In Italia spendiamo 50 milioni di euro per assistere i minori nelle loro case e ben 506 milioni per tenerli nelle comunità! Questa sproporzione enorme, da 1 a 10, ci racconta la poca prevenzione che stiamo facendo per aiutare le famiglie a rimanere unite, a farcela anche se in difficoltà (e infatti siamo ultimi in Europa per la spesa rivolta alle famiglie, ai minori e alla lotta all’esclusione: a certificarlo è l’Eurostat, l’Istituto Statistico dell’Unione Europea).
Consentimi di sottoporti qualche altro elemento di riflessione: secondo studi recenti di istituti specializzati, la metà delle madri di persone con autismo ha dovuto lasciare il lavoro o ridurlo; il 30% degli adolescenti e adulti non riceve alcun intervento; nel 20% dei casi le famiglie inseguono ipotesi di trattamento inutili, dannose e spesso molto costose.
Oggi, Caro Matteo, se è difficile che un ragazzo “neurotipico” trovi un’occupazione, diventa quasi impossibile per persone rientranti nello spettro autistico: infatti, solo il 10% lavora dopo i 20 anni, un altro 10% frequenta la scuola o un corso di formazione. Ben il 50% si limita a frequentare un centro diurno, dove si svolgono laboratori ludico-ricreativi o genericamente etichettati come di “interesse culturale”. Il 21,7% sta a casa.
Le tipologie di “inserimento lavorativo” presenti in Italia, quali i laboratori protetti e il collocamento mirato, regolato dalla Legge 68/99 [“Norme per il diritto al lavoro dei disabili”, N.d.R.], sono un quasi totale fallimento per le persone con autismo.
Ti chiedo, Caro Matteo: pensi anche tu che la condizione per abbattere (davvero) queste barriere, che non sono solo ambientali o architettoniche, sia, per i nostri figli, raggiungere l’autonomia lavorativa, oltre che quella familiare e affettiva?

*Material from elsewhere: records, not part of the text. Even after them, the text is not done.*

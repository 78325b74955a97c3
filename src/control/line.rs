// Line follower: converts a 4-sensor track reading into wheel speeds.
//
// Two calibrations are in use on the same chassis, so the whole weight
// table is configuration rather than a single hardcoded policy.

use crate::control::clamp::clamp;
use crate::messages::{DriveCommand, TrackReading};

pub const SENSOR_COUNT: usize = 4;

/// Per-wheel speed deltas applied when one sensor leaves the line.
#[derive(Debug, Clone, Copy, Default, PartialEq)]
pub struct WheelDelta {
    pub left: f64,
    pub right: f64,
}

/// Steering calibration for the line follower.
#[derive(Debug, Clone, PartialEq)]
pub enum LineFollowConfig {
    /// Additive zone corrections. One signed weight per sensor: a negative
    /// weight adds its magnitude to the left wheel when that sensor leaves
    /// the line, a positive weight adds to the right wheel. When an extreme
    /// sensor is off the line and its wheel got no correction at all, the
    /// wheel is reverse-biased by `reverse_nudge` so the base turns away
    /// instead of stalling.
    Zone {
        weights: [f64; SENSOR_COUNT],
        reverse_nudge: f64,
        bound: f64,
    },
    /// Empirically tuned offsets around a base forward speed: each untripped
    /// sensor adds its (left, right) delta. Outer sensors push the opposite
    /// wheel harder than the same-side wheel.
    Offset {
        base: f64,
        deltas: [WheelDelta; SENSOR_COUNT],
        bound: f64,
    },
}

impl Default for LineFollowConfig {
    /// Symmetric zone weights: left-side sensors steer via the right wheel
    /// and vice versa, outer and inner sensors contributing 0.2 each.
    fn default() -> Self {
        Self::Zone {
            weights: [0.2, 0.2, -0.2, -0.2],
            reverse_nudge: 0.06,
            bound: 1.0,
        }
    }
}

impl LineFollowConfig {
    /// The tuning that survived track testing with the offset calibration.
    pub fn field_offsets() -> Self {
        Self::Offset {
            base: 0.08,
            deltas: [
                WheelDelta { left: -0.06, right: 0.11 },
                WheelDelta { left: 0.0, right: 0.07 },
                WheelDelta { left: 0.07, right: 0.0 },
                WheelDelta { left: 0.11, right: -0.06 },
            ],
            bound: 1.0,
        }
    }
}

/// Stateless per tick: the output depends only on the current reading.
/// The caller is responsible for holding the previous command across a
/// line-lost tick (see `runtime::LineRuntime`).
#[derive(Debug, Clone)]
pub struct LineFollowController {
    config: LineFollowConfig,
}

impl LineFollowController {
    pub fn new(config: LineFollowConfig) -> Self {
        Self { config }
    }

    /// Computes the next drive command, or `None` when every sensor is
    /// tripped (line lost). Line loss is recoverable, not an error.
    pub fn step(&self, reading: TrackReading) -> Option<DriveCommand> {
        if reading.line_lost() {
            return None;
        }

        let cmd = match &self.config {
            LineFollowConfig::Zone {
                weights,
                reverse_nudge,
                bound,
            } => {
                let mut left = 0.0;
                let mut right = 0.0;
                for (tripped, w) in reading.0.iter().zip(weights.iter()) {
                    if *tripped {
                        continue;
                    }
                    if *w < 0.0 {
                        left += -w;
                    } else {
                        right += w;
                    }
                }

                // Reverse-bias the idle wheel on an extreme-sensor hit.
                if !reading.0[0] && left == 0.0 {
                    left = -reverse_nudge;
                }
                if !reading.0[SENSOR_COUNT - 1] && right == 0.0 {
                    right = -reverse_nudge;
                }

                DriveCommand::new(left, right).clamped(*bound)
            }
            LineFollowConfig::Offset { base, deltas, bound } => {
                let mut left = *base;
                let mut right = *base;
                for (tripped, delta) in reading.0.iter().zip(deltas.iter()) {
                    if !tripped {
                        left += delta.left;
                        right += delta.right;
                    }
                }
                DriveCommand::new(left, right).clamped(*bound)
            }
        };

        Some(cmd)
    }
}

#[cfg(test)]
mod tests {
    use super::*;

    fn close(a: f64, b: f64) -> bool {
        (a - b).abs() < 1e-9
    }

    #[test]
    fn all_sensors_tripped_means_line_lost() {
        let ctl = LineFollowController::new(LineFollowConfig::default());
        assert_eq!(ctl.step(TrackReading([true; 4])), None);
    }

    #[test]
    fn zone_leftmost_sensor_steers_left() {
        let ctl = LineFollowController::new(LineFollowConfig::default());
        let cmd = ctl.step(TrackReading([false, true, true, true])).unwrap();
        // Right wheel gets the outer correction, left wheel reverse-biases.
        assert!(close(cmd.right, 0.2), "right = {}", cmd.right);
        assert!(close(cmd.left, -0.06), "left = {}", cmd.left);
    }

    #[test]
    fn zone_rightmost_sensor_steers_right() {
        let ctl = LineFollowController::new(LineFollowConfig::default());
        let cmd = ctl.step(TrackReading([true, true, true, false])).unwrap();
        assert!(close(cmd.left, 0.2));
        assert!(close(cmd.right, -0.06));
    }

    #[test]
    fn zone_no_nudge_when_wheel_already_corrected() {
        // Both extremes off the line: each wheel gets a real correction,
        // so neither is reverse-biased.
        let ctl = LineFollowController::new(LineFollowConfig::default());
        let cmd = ctl.step(TrackReading([false, true, true, false])).unwrap();
        assert!(close(cmd.left, 0.2));
        assert!(close(cmd.right, 0.2));
    }

    #[test]
    fn zone_output_respects_bound_for_every_reading() {
        let ctl = LineFollowController::new(LineFollowConfig::Zone {
            weights: [-2.0, -1.0, 1.0, 2.0],
            reverse_nudge: 0.06,
            bound: 1.0,
        });
        for bits in 0u8..15 {
            // 15 = all-true is the sentinel, excluded here
            let reading = TrackReading([
                bits & 1 != 0,
                bits & 2 != 0,
                bits & 4 != 0,
                bits & 8 != 0,
            ]);
            let cmd = ctl.step(reading).unwrap();
            assert!(cmd.left.abs() <= 1.0, "{reading:?} -> {cmd:?}");
            assert!(cmd.right.abs() <= 1.0, "{reading:?} -> {cmd:?}");
        }
    }

    #[test]
    fn offset_table_reproduces_field_calibration() {
        let ctl = LineFollowController::new(LineFollowConfig::field_offsets());

        // Leftmost sensor off the line: slow the left wheel, push the right.
        let cmd = ctl.step(TrackReading([false, true, true, true])).unwrap();
        assert!(close(cmd.left, 0.02), "left = {}", cmd.left);
        assert!(close(cmd.right, 0.19), "right = {}", cmd.right);

        // Centered on the line (both inner sensors low): straight ahead.
        let cmd = ctl.step(TrackReading([true, false, false, true])).unwrap();
        assert!(close(cmd.left, 0.15));
        assert!(close(cmd.right, 0.15));
    }

    #[test]
    fn drift_sequence_ends_in_line_lost() {
        let ctl = LineFollowController::new(LineFollowConfig::default());
        let sequence = [
            TrackReading([false, true, true, true]),
            TrackReading([true, false, true, true]),
            TrackReading([true, true, true, true]),
        ];
        let outputs: Vec<_> = sequence.iter().map(|r| ctl.step(*r)).collect();
        assert!(outputs[0].is_some());
        assert!(outputs[1].is_some());
        assert_eq!(outputs[2], None);
    }
}
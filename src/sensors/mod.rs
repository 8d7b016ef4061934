//! Sensors
//!
//! Orientation comes from iio-sensor-proxy over D-Bus. [`BusSession`]
//! owns the connection and performs the claim/release handshake, and
//! [`watcher::OrientationWatcher`] turns property-change signals into
//! orientation names.
//!
//! Capability queries and the claim run on the main task and finish
//! before the watcher is spawned. After that the watcher is the only
//! reader of the subscription stream.

pub mod dummy;
pub mod proxy;
pub mod watcher;

use std::sync::Arc;

use futures::stream::Stream;
use tracing::{debug, info, warn};
use zbus::fdo::DBusProxy;
use zbus::names::BusName;
use zbus::{
    CacheProperties, Connection, ConnectionBuilder, MatchRule, Message, MessageStream, MessageType,
};

use crate::config::BusKind;
use crate::error::{Error, Result};
use proxy::SensorServiceProxy;

pub const SENSOR_SERVICE: &str = "net.hadess.SensorProxy";
pub const SENSOR_PATH: &str = "/net/hadess/SensorProxy";
pub const PROPERTIES_INTERFACE: &str = "org.freedesktop.DBus.Properties";
pub const PROPERTIES_CHANGED: &str = "PropertiesChanged";
pub const ORIENTATION_PROPERTY: &str = "AccelerometerOrientation";

/// The lease handshake and queries offered by the sensor service.
#[async_trait::async_trait]
pub trait Accelerometer: Send + Sync {
    async fn has_accelerometer(&self) -> Result<bool>;

    async fn claim_accelerometer(&self) -> Result<()>;

    /// Best effort: a failure is logged, never returned.
    async fn release_accelerometer(&self);

    async fn current_orientation(&self) -> Result<String>;
}

/// Where the sensor service and its orientation signals are found.
#[async_trait::async_trait]
pub trait SensorBus: Send + Sync {
    type Sensor: Accelerometer;
    type Signals: Stream<Item = zbus::Result<Arc<Message>>> + Send + Unpin + 'static;

    /// Find the sensor service. Fails if nobody owns its bus name.
    async fn resolve_sensor_service(&self) -> Result<Self::Sensor>;

    /// Install the PropertiesChanged filter for the sensor object.
    ///
    /// Signals sent before this returns are not seen.
    async fn subscribe_orientation_changes(&self) -> Result<Self::Signals>;
}

pub struct BusSession {
    conn: Connection,
    queue_size: usize,
}

impl BusSession {
    /// Connect to the bus. `queue_size` bounds how many signals may wait
    /// for the watcher; once full, the bus reader waits too.
    pub async fn connect(bus: BusKind, queue_size: usize) -> Result<Self> {
        let builder = match bus {
            BusKind::System => ConnectionBuilder::system(),
            BusKind::Session => ConnectionBuilder::session(),
        };
        let conn = builder
            .map(|b| b.max_queued(queue_size))
            .map_err(|source| Error::Connection {
                bus: bus.name(),
                source,
            })?
            .build()
            .await
            .map_err(|source| Error::Connection {
                bus: bus.name(),
                source,
            })?;
        debug!("connected to the {} bus", bus.name());
        Ok(BusSession { conn, queue_size })
    }
}

#[async_trait::async_trait]
impl SensorBus for BusSession {
    type Sensor = SensorService;
    type Signals = MessageStream;

    async fn resolve_sensor_service(&self) -> Result<SensorService> {
        let name = BusName::try_from(SENSOR_SERVICE).map_err(|e| Error::Resolution(e.into()))?;
        let running = DBusProxy::new(&self.conn)
            .await
            .map_err(Error::Resolution)?
            .name_has_owner(name)
            .await
            .map_err(|e| Error::Resolution(e.into()))?;
        if !running {
            return Err(Error::ServiceNotFound(SENSOR_SERVICE));
        }

        let proxy = SensorServiceProxy::builder(&self.conn)
            .cache_properties(CacheProperties::No)
            .build()
            .await
            .map_err(Error::Resolution)?;
        Ok(SensorService { proxy })
    }

    async fn subscribe_orientation_changes(&self) -> Result<MessageStream> {
        let rule = orientation_rule().map_err(Error::Subscription)?;
        let stream = MessageStream::for_match_rule(rule, &self.conn, Some(self.queue_size))
            .await
            .map_err(Error::Subscription)?;
        debug!("watching {} on {}", PROPERTIES_CHANGED, SENSOR_PATH);
        Ok(stream)
    }
}

fn orientation_rule() -> zbus::Result<MatchRule<'static>> {
    Ok(MatchRule::builder()
        .msg_type(MessageType::Signal)
        .sender(SENSOR_SERVICE)?
        .path(SENSOR_PATH)?
        .interface(PROPERTIES_INTERFACE)?
        .member(PROPERTIES_CHANGED)?
        .build())
}

/// Handle to the sensor service object.
pub struct SensorService {
    proxy: SensorServiceProxy<'static>,
}

#[async_trait::async_trait]
impl Accelerometer for SensorService {
    async fn has_accelerometer(&self) -> Result<bool> {
        self.proxy.has_accelerometer().await.map_err(Error::Query)
    }

    async fn claim_accelerometer(&self) -> Result<()> {
        self.proxy
            .claim_accelerometer()
            .await
            .map_err(Error::Claim)?;
        info!("claimed accelerometer");
        Ok(())
    }

    async fn release_accelerometer(&self) {
        match self.proxy.release_accelerometer().await {
            Ok(()) => info!("released accelerometer"),
            Err(e) => warn!("{}", Error::Release(e)),
        }
    }

    async fn current_orientation(&self) -> Result<String> {
        self.proxy
            .accelerometer_orientation()
            .await
            .map_err(Error::Query)
    }
}

#[cfg(test)]
mod tests {
    use super::*;

    #[test]
    fn rule_matches_sensor_properties_changed() -> zbus::Result<()> {
        let rule = orientation_rule()?.to_string();
        for component in [
            "type='signal'",
            "sender='net.hadess.SensorProxy'",
            "path='/net/hadess/SensorProxy'",
            "interface='org.freedesktop.DBus.Properties'",
            "member='PropertiesChanged'",
        ] {
            assert!(rule.contains(component), "{} lacks {}", rule, component);
        }
        Ok(())
    }
}
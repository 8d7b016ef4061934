//! Startup, the watch loop and shutdown, in that order.

use std::future::Future;

use tokio::signal::unix::{signal, SignalKind};
use tokio::sync::mpsc;
use tracing::{debug, info, warn};

use crate::backends::sway::SwayMsg;
use crate::backends::ControlSurface;
use crate::config::Config;
use crate::error::{Error, Result};
use crate::orientation::Orientation;
use crate::reaction::ReactionLoop;
use crate::sensors::watcher::OrientationWatcher;
use crate::sensors::{Accelerometer, BusSession, SensorBus};

/// Run until a fatal error or SIGINT/SIGTERM.
pub async fn run(config: Config) -> Result<()> {
    let session = BusSession::connect(config.bus, config.queue_size).await?;
    let surface = SwayMsg::new(&config.swaymsg, config.dry_run);
    react(&session, surface, config.apply_initial, shutdown_signal()).await
}

/// Drive `surface` from the sensor on `bus` until `shutdown` resolves or
/// something fails.
///
/// The accelerometer is claimed only after the subscription is in place.
/// Once claimed it is released on every exit path, after the watcher
/// has stopped reading the bus.
pub async fn react<B, C, F>(bus: &B, surface: C, apply_initial: bool, shutdown: F) -> Result<()>
where
    B: SensorBus,
    C: ControlSurface,
    F: Future<Output = ()>,
{
    let sensor = bus.resolve_sensor_service().await?;
    if !sensor.has_accelerometer().await? {
        return Err(Error::NoAccelerometer);
    }
    let signals = bus.subscribe_orientation_changes().await?;

    sensor.claim_accelerometer().await?;

    let (tx, rx) = mpsc::channel(1);
    let watcher = tokio::spawn(OrientationWatcher::new(signals, tx).run());
    let mut reaction = ReactionLoop::new(surface, rx);

    let result = watch(&sensor, &mut reaction, apply_initial, shutdown).await;

    // A watcher stuck on a full channel keeps the bus queue full, and
    // with it the reply to the release below.
    drop(reaction);
    watcher.abort();
    let _ = watcher.await;

    sensor.release_accelerometer().await;
    result
}

async fn watch<A, C, F>(
    sensor: &A,
    reaction: &mut ReactionLoop<C>,
    apply_initial: bool,
    shutdown: F,
) -> Result<()>
where
    A: Accelerometer,
    C: ControlSurface,
    F: Future<Output = ()>,
{
    if apply_initial {
        let current = sensor.current_orientation().await?;
        if current.parse::<Orientation>().is_ok() {
            reaction.react(&current).await?;
        } else {
            debug!("skipping initial orientation {}", current);
        }
    }

    info!("waiting for orientation changes");
    reaction.run_until(shutdown).await
}

async fn shutdown_signal() {
    let mut terminate = match signal(SignalKind::terminate()) {
        Ok(terminate) => terminate,
        Err(e) => {
            warn!("cannot listen for SIGTERM: {}", e);
            if tokio::signal::ctrl_c().await.is_err() {
                std::future::pending::<()>().await;
            }
            return;
        }
    };
    tokio::select! {
        result = tokio::signal::ctrl_c() => {
            if let Err(e) = result {
                warn!("cannot listen for SIGINT: {}", e);
                terminate.recv().await;
            }
        }
        _ = terminate.recv() => {}
    }
}

#[cfg(test)]
mod tests {
    use super::*;
    use crate::backends::dummy::DummySurface;
    use crate::backends::{InputDevice, Output};
    use crate::sensors::dummy::{orientation_signal, DummyBus};

    fn laptop() -> DummySurface {
        DummySurface::new(
            vec![Output {
                name: "eDP-1".into(),
            }],
            vec![InputDevice {
                identifier: "1".into(),
                kind: "touch".into(),
            }],
        )
    }

    #[tokio::test]
    async fn subscribes_before_claiming_and_releases_on_shutdown() -> Result<()> {
        let (bus, _feed) = DummyBus::new();
        let surface = laptop();

        react(&bus, &surface, false, async {}).await?;

        assert_eq!(
            bus.events().await,
            ["resolve", "has_accelerometer", "subscribe", "claim", "release"]
        );
        assert!(surface.commands().await.is_empty());
        Ok(())
    }

    #[tokio::test]
    async fn fatal_error_stops_the_watcher_before_releasing() {
        let (bus, feed) = DummyBus::new();
        let surface = laptop();
        for orientation in ["normal", "sideways", "left-up", "right-up", "bottom-up", "normal"] {
            feed.unbounded_send(orientation_signal(orientation))
                .expect("signal stream is open");
        }

        let result = react(&bus, &surface, false, std::future::pending()).await;

        assert!(matches!(result, Err(Error::UnrecognizedOrientation(_))));
        assert_eq!(
            surface.commands().await,
            [
                "output eDP-1 transform 0",
                "input 1 calibration_matrix 1 0 0 0 1 0"
            ]
        );
        assert_eq!(
            bus.events().await,
            ["resolve", "has_accelerometer", "subscribe", "claim", "release"]
        );
    }

    #[tokio::test]
    async fn command_failure_releases_the_lease() {
        let (bus, feed) = DummyBus::new();
        let surface = laptop().failing_on("eDP-1");
        feed.unbounded_send(orientation_signal("right-up"))
            .expect("signal stream is open");

        let result = react(&bus, &surface, false, std::future::pending()).await;

        assert!(matches!(result, Err(Error::Command { .. })));
        assert_eq!(bus.events().await.last().map(String::as_str), Some("release"));
    }

    #[tokio::test]
    async fn missing_service_touches_nothing() {
        let (bus, _feed) = DummyBus::new();
        let bus = bus.not_running();

        let result = react(&bus, laptop(), false, async {}).await;

        assert!(matches!(result, Err(Error::ServiceNotFound(_))));
        assert_eq!(bus.events().await, ["resolve"]);
    }

    #[tokio::test]
    async fn no_accelerometer_means_no_claim() {
        let (bus, _feed) = DummyBus::new();
        let bus = bus.without_accelerometer();

        let result = react(&bus, laptop(), false, async {}).await;

        assert!(matches!(result, Err(Error::NoAccelerometer)));
        assert_eq!(bus.events().await, ["resolve", "has_accelerometer"]);
    }

    #[tokio::test]
    async fn refused_claim_is_not_released() {
        let (bus, _feed) = DummyBus::new();
        let bus = bus.refusing_claim();

        let result = react(&bus, laptop(), false, async {}).await;

        assert!(matches!(result, Err(Error::Claim(_))));
        assert_eq!(
            bus.events().await,
            ["resolve", "has_accelerometer", "subscribe", "claim"]
        );
    }

    #[tokio::test]
    async fn initial_orientation_is_applied_under_the_lease() -> Result<()> {
        let (bus, _feed) = DummyBus::new();
        let bus = bus.with_current("left-up");
        let surface = laptop();

        react(&bus, &surface, true, async {}).await?;

        assert_eq!(
            surface.commands().await,
            [
                "output eDP-1 transform 270",
                "input 1 calibration_matrix 0 -1 1 1 0 0"
            ]
        );
        assert_eq!(
            bus.events().await,
            [
                "resolve",
                "has_accelerometer",
                "subscribe",
                "claim",
                "current_orientation",
                "release"
            ]
        );
        Ok(())
    }

    #[tokio::test]
    async fn undefined_initial_orientation_is_skipped() -> Result<()> {
        let (bus, _feed) = DummyBus::new();
        let surface = laptop();

        react(&bus, &surface, true, async {}).await?;

        assert!(surface.commands().await.is_empty());
        Ok(())
    }
}
//! Dummy backend.
//!
//! This is purely for testing or debugging.
//! It records every command instead of touching a compositor.

use tokio::sync::Mutex;

use super::{ControlSurface, InputDevice, Output, SurfaceCommand};
use crate::error::{Error, Result};

pub struct DummySurface {
    outputs: Option<Vec<Output>>,
    inputs: Option<Vec<InputDevice>>,
    failing_target: Option<String>,
    inputs_queried: Mutex<bool>,
    issued: Mutex<Vec<SurfaceCommand>>,
}

impl DummySurface {
    pub fn new(outputs: Vec<Output>, inputs: Vec<InputDevice>) -> Self {
        DummySurface {
            outputs: Some(outputs),
            inputs: Some(inputs),
            failing_target: None,
            inputs_queried: Mutex::new(false),
            issued: Mutex::new(Vec::new()),
        }
    }

    /// Make output enumeration fail.
    pub fn without_outputs(mut self) -> Self {
        self.outputs = None;
        self
    }

    /// Make input enumeration fail.
    pub fn without_inputs(mut self) -> Self {
        self.inputs = None;
        self
    }

    /// Make the command aimed at `target` fail. It is still recorded.
    pub fn failing_on(mut self, target: &str) -> Self {
        self.failing_target = Some(target.to_owned());
        self
    }

    /// Rendered commands, in the order they were issued.
    pub async fn commands(&self) -> Vec<String> {
        self.issued
            .lock()
            .await
            .iter()
            .map(|c| c.to_string())
            .collect()
    }

    pub async fn inputs_queried(&self) -> bool {
        *self.inputs_queried.lock().await
    }
}

#[async_trait::async_trait]
impl ControlSurface for DummySurface {
    async fn outputs(&self) -> Result<Vec<Output>> {
        self.outputs.clone().ok_or_else(|| Error::Command {
            command: "get_outputs".into(),
            reason: "dummy transport error".into(),
        })
    }

    async fn inputs(&self) -> Result<Vec<InputDevice>> {
        *self.inputs_queried.lock().await = true;
        self.inputs.clone().ok_or_else(|| Error::Command {
            command: "get_inputs".into(),
            reason: "dummy transport error".into(),
        })
    }

    async fn execute(&self, command: &SurfaceCommand) -> Result<()> {
        self.issued.lock().await.push(command.clone());
        if self.failing_target.as_deref() == Some(command.target()) {
            return Err(Error::Command {
                command: command.to_string(),
                reason: "dummy failure".into(),
            });
        }
        Ok(())
    }
}
//! Error types for rot8d
//!
//! Every failure travels up to `main` as a value, which logs it once
//! and picks the exit code.

#[derive(thiserror::Error, Debug)]
pub enum Error {
    #[error("Invalid configuration: {0}")]
    Config(String),

    #[error("Failed to connect to the {bus} bus: {source}")]
    Connection {
        bus: &'static str,
        #[source]
        source: zbus::Error,
    },

    #[error("Failed to get sensor proxy object from the bus: {0}")]
    Resolution(#[source] zbus::Error),

    #[error("Sensor service {0} is not running")]
    ServiceNotFound(&'static str),

    #[error("Failed to check whether device has an accelerometer: {0}")]
    Query(#[source] zbus::Error),

    #[error("No accelerometer found")]
    NoAccelerometer,

    #[error("Failed to claim accelerometer: {0}")]
    Claim(#[source] zbus::Error),

    #[error("Failed to release accelerometer: {0}")]
    Release(#[source] zbus::Error),

    #[error("Failed setting up watch for orientation: {0}")]
    Subscription(#[source] zbus::Error),

    #[error("Undecodable orientation signal: {0}")]
    Decode(String),

    #[error("Unrecognized orientation: {0}")]
    UnrecognizedOrientation(String),

    #[error("Unable to rotate: `{command}` failed: {reason}")]
    Command { command: String, reason: String },

    #[error("Orientation watcher stopped delivering events")]
    WatcherStopped,
}

impl Error {
    /// Process exit status for this error.
    pub fn exit_code(&self) -> u8 {
        match self {
            Self::Config(_) => 1,
            Self::Connection { .. }
            | Self::Resolution(_)
            | Self::ServiceNotFound(_)
            | Self::Query(_)
            | Self::NoAccelerometer
            | Self::Claim(_)
            | Self::Release(_)
            | Self::Subscription(_)
            | Self::Decode(_) => 2,
            Self::UnrecognizedOrientation(_) => 3,
            Self::Command { .. } => 4,
            Self::WatcherStopped => 5,
        }
    }
}

pub type Result<T> = std::result::Result<T, Error>;
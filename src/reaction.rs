//! The consume side: one orientation at a time, mapped and applied.

use std::future::Future;

use tokio::sync::mpsc;
use tracing::info;

use crate::backends::{apply_transform, ControlSurface};
use crate::error::{Error, Result};
use crate::orientation;

pub struct ReactionLoop<C> {
    surface: C,
    orientations: mpsc::Receiver<String>,
}

impl<C: ControlSurface> ReactionLoop<C> {
    pub fn new(surface: C, orientations: mpsc::Receiver<String>) -> Self {
        ReactionLoop {
            surface,
            orientations,
        }
    }

    /// Map one orientation and push it to the compositor.
    pub async fn react(&self, orientation: &str) -> Result<()> {
        let transform = orientation::map(orientation)?;
        info!("Rotating: {}", orientation);
        apply_transform(&self.surface, &transform).await
    }

    /// Consume orientations until `shutdown` resolves or an error occurs.
    ///
    /// Shutdown is only observed between events; a transform in flight
    /// always finishes first.
    pub async fn run_until<F>(&mut self, shutdown: F) -> Result<()>
    where
        F: Future<Output = ()>,
    {
        tokio::pin!(shutdown);
        loop {
            let next = tokio::select! {
                biased;
                orientation = self.orientations.recv() => orientation,
                _ = &mut shutdown => {
                    info!("shutting down");
                    return Ok(());
                }
            };
            match next {
                Some(orientation) => self.react(&orientation).await?,
                None => return Err(Error::WatcherStopped),
            }
        }
    }

    pub fn surface(&self) -> &C {
        &self.surface
    }
}

#[cfg(test)]
mod tests {
    use super::*;
    use crate::backends::dummy::DummySurface;
    use crate::backends::{InputDevice, Output};

    fn laptop() -> DummySurface {
        DummySurface::new(
            vec![Output {
                name: "eDP-1".into(),
            }],
            vec![InputDevice {
                identifier: "1".into(),
                kind: "touch".into(),
            }],
        )
    }

    #[tokio::test]
    async fn applies_each_orientation_in_order() {
        let (tx, rx) = mpsc::channel(4);
        let mut reaction = ReactionLoop::new(laptop(), rx);
        for orientation in ["normal", "right-up"] {
            tx.send(orientation.to_owned()).await.unwrap();
        }
        drop(tx);

        let result = reaction.run_until(std::future::pending()).await;
        assert!(matches!(result, Err(Error::WatcherStopped)));
        assert_eq!(
            reaction.surface().commands().await,
            [
                "output eDP-1 transform 0",
                "input 1 calibration_matrix 1 0 0 0 1 0",
                "output eDP-1 transform 90",
                "input 1 calibration_matrix 0 1 0 -1 0 1",
            ]
        );
    }

    #[tokio::test]
    async fn unrecognized_orientation_is_fatal() {
        let (tx, rx) = mpsc::channel(4);
        let mut reaction = ReactionLoop::new(laptop(), rx);
        tx.send("sideways".to_owned()).await.unwrap();
        tx.send("normal".to_owned()).await.unwrap();

        match reaction.run_until(std::future::pending()).await {
            Err(Error::UnrecognizedOrientation(name)) => assert_eq!(name, "sideways"),
            other => panic!("expected UnrecognizedOrientation, got {:?}", other),
        }
        assert!(reaction.surface().commands().await.is_empty());
        assert!(!reaction.surface().inputs_queried().await);
    }

    #[tokio::test]
    async fn command_failure_is_fatal() {
        let (tx, rx) = mpsc::channel(4);
        let mut reaction = ReactionLoop::new(laptop().failing_on("eDP-1"), rx);
        tx.send("left-up".to_owned()).await.unwrap();
        tx.send("normal".to_owned()).await.unwrap();

        let result = reaction.run_until(std::future::pending()).await;
        assert!(matches!(result, Err(Error::Command { .. })));
        assert_eq!(
            reaction.surface().commands().await,
            ["output eDP-1 transform 270"]
        );
    }

    #[tokio::test]
    async fn shutdown_between_events() {
        let (_tx, rx) = mpsc::channel(1);
        let mut reaction = ReactionLoop::new(laptop(), rx);
        assert!(reaction.run_until(async {}).await.is_ok());
        assert!(reaction.surface().commands().await.is_empty());
    }
}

Non era a questo che pensava il Presidente Mattarella quando ha detto, rivolgendo un pensiero alle persone con disabilità: «È necessario rimuovere ogni barriera che limiti i diritti»?
Io credo, Presidente Renzi, che se si riuscisse a supportare con validi interventi le persone autistiche, queste, messe nella condizione di farsi comprendere, potrebbero adeguarsi alle principali regole sociali e raggiungere un sufficiente grado di integrazione, che le emanciperebbe dalla dipendenza dalle famiglie (prima) e dall’isolamento sociale (poi).
Perché sprecare le competenze di chi è autistico, sapendo che non sono solo particolari e insolite, ma utili per lui e per la collettività?
Purtroppo in Italia continua a prevalere – anche nella gestione di questa disabilità – un logoro incomprensibile modello assistenzialistico, con responsabilità che gravano quasi esclusivamente sulle famiglie, fino a condizionarne negativamente la qualità della vita e le scelte a lungo termine.
Ma non solo: nel comparto pubblico mancano interventi e programmi indicati come specifici per l’autismo, di tipo cognitivo-comportamentale (ABA, TEACCH) e la CAA (Comunicazione Alternativa e Aumentativa). Molto spesso le famiglie sono costrette – se e quando possono permetterselo – a ricorrere a privati: tutto ciò non è sconfortante? Perché il Metodo ABA non dev’essere convenzionabile e rimborsabile in tutte le Regioni italiane?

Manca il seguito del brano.